Report only how many lines below include "anyhow".

============

use anyhow::Context;
use augur::services::AnalysisService;
use augur::types::{AnalysisRequest, InvestmentDecision};
use augur::Config;
use serde::{Deserialize, Serialize};
use std::io::Read;
use std::sync::Arc;
use tracing::{info, warn};
use tracing_subscriber::{layer::SubscriberExt, util::SubscriberInitExt};

/// Input file: one analysis request per symbol.
#[derive(Debug, Deserialize)]
struct BatchFile {
    symbols: Vec<AnalysisRequest>,
}

/// One line of output per requested symbol.
#[derive(Debug, Serialize)]
#[serde(rename_all = "camelCase")]
struct BatchEntry {
    symbol: String,
    #[serde(skip_serializing_if = "Option::is_none")]
    decision: Option<InvestmentDecision>,
    #[serde(skip_serializing_if = "Option::is_none")]
    error: Option<String>,
}

fn read_input(path: Option<&str>) -> anyhow::Result<String> {
    match path {
        Some(path) if path != "-" => {
            std::fs::read_to_string(path).with_context(|| format!("failed to read {}", path))
        }
        _ => {
            let mut buf = String::new();
            std::io::stdin()
                .read_to_string(&mut buf)
                .context("failed to read stdin")?;
            Ok(buf)
        }
    }
}

#[tokio::main]
async fn main() -> anyhow::Result<()> {
    // Load environment variables
    dotenvy::dotenv().ok();

    // Logs go to stderr so stdout stays valid JSON
    tracing_subscriber::registry()
        .with(
            tracing_subscriber::EnvFilter::try_from_default_env()
                .unwrap_or_else(|_| "augur=info".into()),
        )
        .with(tracing_subscriber::fmt::layer().with_writer(std::io::stderr))
        .init();

    let config = Config::from_env();
    let path = std::env::args().nth(1);

    let input = read_input(path.as_deref())?;
    let batch: BatchFile = serde_json::from_str(&input).context("malformed batch file")?;
    info!("Loaded {} analysis request(s)", batch.symbols.len());

    let service = Arc::new(AnalysisService::from_config(&config)?);

    if let Some(tracker) = service.tracker() {
        if let Err(e) = tracker.cleanup_older_than(config.retention.signal_records_days) {
            warn!("Signal record cleanup failed: {}", e);
        }
    }

    let entries: Vec<BatchEntry> = service
        .analyze_batch(batch.symbols)
        .await
        .into_iter()
        .map(|(symbol, result)| match result {
            Ok(decision) => BatchEntry {
                symbol,
                decision: Some(decision),
                error: None,
            },
            Err(e) => BatchEntry {
                symbol,
                decision: None,
                error: Some(e.to_string()),
            },
        })
        .collect();

    println!("{}", serde_json::to_string_pretty(&entries)?);
    Ok(())
}
//! Risk metrics: volatility, drawdown, liquidity, level distance and a
//! composite 0-100 risk score.

use crate::error::{AnalysisError, Result};
use crate::services::rolling;
use crate::types::{
    Bar, DrawdownStatus, IndicatorSet, MaAlignment, RiskLevel, RiskMetrics, RsiRisk, TrendStrength,
    VolatilityRegime,
};

/// Minimum bars for risk metrics.
pub const MIN_BARS: usize = 20;
const WINDOW: usize = 20;
const TRADING_DAYS: f64 = 252.0;

/// Compute risk metrics for `bars` using the already-computed indicators.
pub fn calculate_risk_metrics(bars: &[Bar], indicators: &IndicatorSet) -> Result<RiskMetrics> {
    if bars.len() < MIN_BARS {
        return Err(AnalysisError::insufficient(MIN_BARS, bars.len()));
    }

    let closes = rolling::closes(bars);
    let volumes = rolling::volumes(bars);
    let last = bars[bars.len() - 1];
    let close = last.close;

    let returns: Vec<f64> = closes
        .windows(2)
        .filter_map(|w| rolling::safe_div(w[1] - w[0], w[0]))
        .collect();
    let historical_volatility_20d = rolling::sample_std(rolling::tail(&returns, WINDOW))
        .and_then(|std| rolling::finite(std * TRADING_DAYS.sqrt() * 100.0));

    let atr_percentage = indicators
        .get("atr")
        .and_then(|atr| rolling::safe_div(atr, close))
        .map(|r| r * 100.0);
    let bb_width_percentage = indicators.get("bb_width").map(|w| w * 100.0);

    let (max_drawdown, current_drawdown) = drawdowns(&closes);

    let recent = rolling::tail(bars, WINDOW);
    let recent_volumes = rolling::tail(&volumes, WINDOW);
    let average_volume_20d = rolling::mean(recent_volumes);
    let volume_volatility = match (rolling::population_std(recent_volumes), average_volume_20d) {
        (Some(std), Some(avg)) => rolling::safe_div(std, avg).map(|cv| cv * 100.0),
        _ => None,
    };
    let relative_volume = average_volume_20d.and_then(|avg| rolling::safe_div(last.volume, avg));

    let high_20 = rolling::max(&rolling::highs(recent));
    let low_20 = rolling::min(&rolling::lows(recent));
    let (price_range_20d, price_position) = match (high_20, low_20) {
        (Some(hh), Some(ll)) => (
            rolling::safe_div(hh - ll, close).map(|r| r * 100.0),
            rolling::safe_div(close - ll, hh - ll),
        ),
        _ => (None, None),
    };

    let prev_close = bars[bars.len() - 2].close;
    let gap_percentage = rolling::safe_div((last.open - prev_close).abs(), prev_close).map(|r| r * 100.0);

    let rsi_risk = indicators.get("rsi").map(RsiRisk::from_rsi);
    let trend_strength = indicators.get("adx").map(TrendStrength::from_adx);
    let ma_alignment = ma_alignment(indicators, close);
    let volatility_regime = historical_volatility_20d.map(VolatilityRegime::from_volatility);
    let drawdown_status = current_drawdown.map(DrawdownStatus::from_drawdown);

    let mut metrics = RiskMetrics {
        historical_volatility_20d,
        atr_percentage,
        bb_width_percentage,
        max_drawdown,
        current_drawdown,
        rsi_risk,
        trend_strength,
        average_volume_20d,
        volume_volatility,
        relative_volume,
        price_range_20d,
        price_position,
        gap_percentage,
        distance_to_support_pct: distance_to_support(indicators, close),
        distance_to_resistance_pct: distance_to_resistance(indicators, close),
        ma_alignment,
        volatility_regime,
        drawdown_status,
        overall_risk_score: 0,
        risk_level: RiskLevel::VeryLow,
    };

    let score = composite_risk_score(&metrics, indicators);
    metrics.overall_risk_score = score;
    metrics.risk_level = RiskLevel::from_score(score);

    Ok(metrics)
}

/// Max and current drawdown as non-positive percentages from the running close peak.
fn drawdowns(closes: &[f64]) -> (Option<f64>, Option<f64>) {
    let mut peak = f64::MIN;
    let mut max_dd: Option<f64> = None;
    let mut current: Option<f64> = None;

    for &close in closes {
        peak = peak.max(close);
        current = rolling::safe_div(close - peak, peak).map(|d| d * 100.0);
        if let Some(dd) = current {
            max_dd = Some(max_dd.map_or(dd, |m| m.min(dd)));
        }
    }

    (max_dd, current)
}

fn ma_alignment(indicators: &IndicatorSet, close: f64) -> Option<MaAlignment> {
    let sma_20 = indicators.get("sma_20")?;
    let sma_50 = indicators.get("sma_50")?;
    Some(if close > sma_20 && sma_20 > sma_50 {
        MaAlignment::Bullish
    } else if close < sma_20 && sma_20 < sma_50 {
        MaAlignment::Bearish
    } else {
        MaAlignment::Mixed
    })
}

/// Percent distance to the nearest support level below the close.
fn distance_to_support(indicators: &IndicatorSet, close: f64) -> Option<f64> {
    let nearest = ["pivot_point", "support_1", "support_2", "recent_low"]
        .iter()
        .filter_map(|key| indicators.get(key))
        .filter(|level| *level < close)
        .fold(None, |acc: Option<f64>, level| Some(acc.map_or(level, |a| a.max(level))))?;
    rolling::safe_div(close - nearest, close).map(|r| r * 100.0)
}

/// Percent distance to the nearest resistance level above the close.
fn distance_to_resistance(indicators: &IndicatorSet, close: f64) -> Option<f64> {
    let nearest = ["pivot_point", "resistance_1", "resistance_2", "recent_high"]
        .iter()
        .filter_map(|key| indicators.get(key))
        .filter(|level| *level > close)
        .fold(None, |acc: Option<f64>, level| Some(acc.map_or(level, |a| a.min(level))))?;
    rolling::safe_div(nearest - close, close).map(|r| r * 100.0)
}

/// Composite risk score (0-100). Higher is riskier.
pub fn composite_risk_score(metrics: &RiskMetrics, indicators: &IndicatorSet) -> u8 {
    let mut score = 0.0;

    if let Some(hv) = metrics.historical_volatility_20d {
        score += (hv / 2.0).min(30.0);
    }

    if let Some(dd) = metrics.current_drawdown {
        score += (dd.abs() * 2.0).min(25.0);
    }

    if let Some(rsi) = indicators.get("rsi") {
        let risk = RsiRisk::from_rsi(rsi);
        if risk.is_extreme() {
            score += 20.0;
        } else if risk != RsiRisk::Neutral {
            score += 10.0;
        }
    }

    // Trendless markets are harder to trade
    if let Some(adx) = indicators.get("adx") {
        if adx < 20.0 {
            score += 15.0;
        } else if adx <= 25.0 {
            score += 5.0;
        }
    }

    if let Some(rel) = metrics.relative_volume {
        if rel < 0.5 {
            score += 10.0;
        } else if rel < 0.8 {
            score += 5.0;
        }
    }

    if !score.is_finite() {
        return 0;
    }
    score.round().clamp(0.0, 100.0) as u8
}

#[cfg(test)]
mod tests {
    use super::*;
    use crate::services::indicators::calculate_indicators;

    fn create_uptrend_bars(count: usize) -> Vec<Bar> {
        (0..count)
            .map(|i| {
                let base = 100.0 + i as f64;
                Bar::new(i as i64 * 86_400_000, base, base + 1.5, base - 0.5, base + 1.0, 1_000_000.0)
            })
            .collect()
    }

    fn create_crash_bars(count: usize) -> Vec<Bar> {
        (0..count)
            .map(|i| {
                let base = 200.0 * 0.95f64.powi(i as i32);
                Bar::new(i as i64 * 86_400_000, base, base * 1.01, base * 0.93, base * 0.95, 1_000_000.0)
            })
            .collect()
    }

    #[test]
    fn test_insufficient_data() {
        let bars = create_uptrend_bars(19);
        let err = calculate_risk_metrics(&bars, &IndicatorSet::new()).unwrap_err();
        assert!(err.is_insufficient_data());
    }

    #[test]
    fn test_uptrend_has_no_drawdown() {
        let bars = create_uptrend_bars(60);
        let indicators = calculate_indicators(&bars);
        let metrics = calculate_risk_metrics(&bars, &indicators).unwrap();

        assert_eq!(metrics.max_drawdown, Some(0.0));
        assert_eq!(metrics.current_drawdown, Some(0.0));
        assert_eq!(metrics.drawdown_status, Some(DrawdownStatus::Normal));
        assert_eq!(metrics.ma_alignment, Some(MaAlignment::Bullish));
        assert_eq!(metrics.relative_volume, Some(1.0));
        assert_eq!(metrics.volume_volatility, Some(0.0));
        assert!(metrics.overall_risk_score <= 100);
        assert_eq!(metrics.risk_level, RiskLevel::from_score(metrics.overall_risk_score));
    }

    #[test]
    fn test_crash_is_high_risk() {
        let bars = create_crash_bars(40);
        let indicators = calculate_indicators(&bars);
        let metrics = calculate_risk_metrics(&bars, &indicators).unwrap();

        assert!(metrics.current_drawdown.unwrap() < -20.0);
        assert_eq!(metrics.drawdown_status, Some(DrawdownStatus::Severe));
        assert_eq!(metrics.rsi_risk, Some(RsiRisk::ExtremeOversold));
        // drawdown and RSI extremity alone contribute 45
        assert!(metrics.overall_risk_score >= 45);
        assert_eq!(metrics.risk_level, RiskLevel::from_score(metrics.overall_risk_score));
        assert_ne!(metrics.risk_level, RiskLevel::Low);
    }

    #[test]
    fn test_absent_indicators_leave_metrics_none() {
        let bars = create_uptrend_bars(20);
        let metrics = calculate_risk_metrics(&bars, &IndicatorSet::new()).unwrap();
        assert!(metrics.atr_percentage.is_none());
        assert!(metrics.bb_width_percentage.is_none());
        assert!(metrics.rsi_risk.is_none());
        assert!(metrics.ma_alignment.is_none());
        assert!(metrics.distance_to_support_pct.is_none());
        assert!(metrics.historical_volatility_20d.is_some());
    }

    #[test]
    fn test_level_distances() {
        let bars = create_uptrend_bars(20);
        let mut indicators = IndicatorSet::new();
        // last close is 120
        indicators.insert("support_1", Some(114.0));
        indicators.insert("support_2", Some(108.0));
        indicators.insert("resistance_1", Some(126.0));
        indicators.insert("recent_high", Some(130.0));

        let metrics = calculate_risk_metrics(&bars, &indicators).unwrap();
        assert!((metrics.distance_to_support_pct.unwrap() - 5.0).abs() < 1e-9);
        assert!((metrics.distance_to_resistance_pct.unwrap() - 5.0).abs() < 1e-9);
    }

    #[test]
    fn test_gap_and_price_position() {
        let mut bars = create_uptrend_bars(20);
        // previous close 119, gap open at 121.38
        bars[19].open = 121.38;
        let metrics = calculate_risk_metrics(&bars, &IndicatorSet::new()).unwrap();
        assert!((metrics.gap_percentage.unwrap() - 2.0).abs() < 1e-9);

        let position = metrics.price_position.unwrap();
        assert!((0.0..=1.0).contains(&position));
    }

    #[test]
    fn test_composite_score_components() {
        let metrics = RiskMetrics {
            historical_volatility_20d: Some(80.0),
            atr_percentage: None,
            bb_width_percentage: None,
            max_drawdown: Some(-30.0),
            current_drawdown: Some(-30.0),
            rsi_risk: None,
            trend_strength: None,
            average_volume_20d: None,
            volume_volatility: None,
            relative_volume: Some(0.3),
            price_range_20d: None,
            price_position: None,
            gap_percentage: None,
            distance_to_support_pct: None,
            distance_to_resistance_pct: None,
            ma_alignment: None,
            volatility_regime: None,
            drawdown_status: None,
            overall_risk_score: 0,
            risk_level: RiskLevel::VeryLow,
        };
        let mut indicators = IndicatorSet::new();
        indicators.insert("rsi", Some(10.0));
        indicators.insert("adx", Some(10.0));

        // 30 + 25 + 20 + 15 + 10
        assert_eq!(composite_risk_score(&metrics, &indicators), 100);
        assert_eq!(RiskLevel::from_score(100), RiskLevel::VeryHigh);
    }
}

============

__Solution for this task__. 3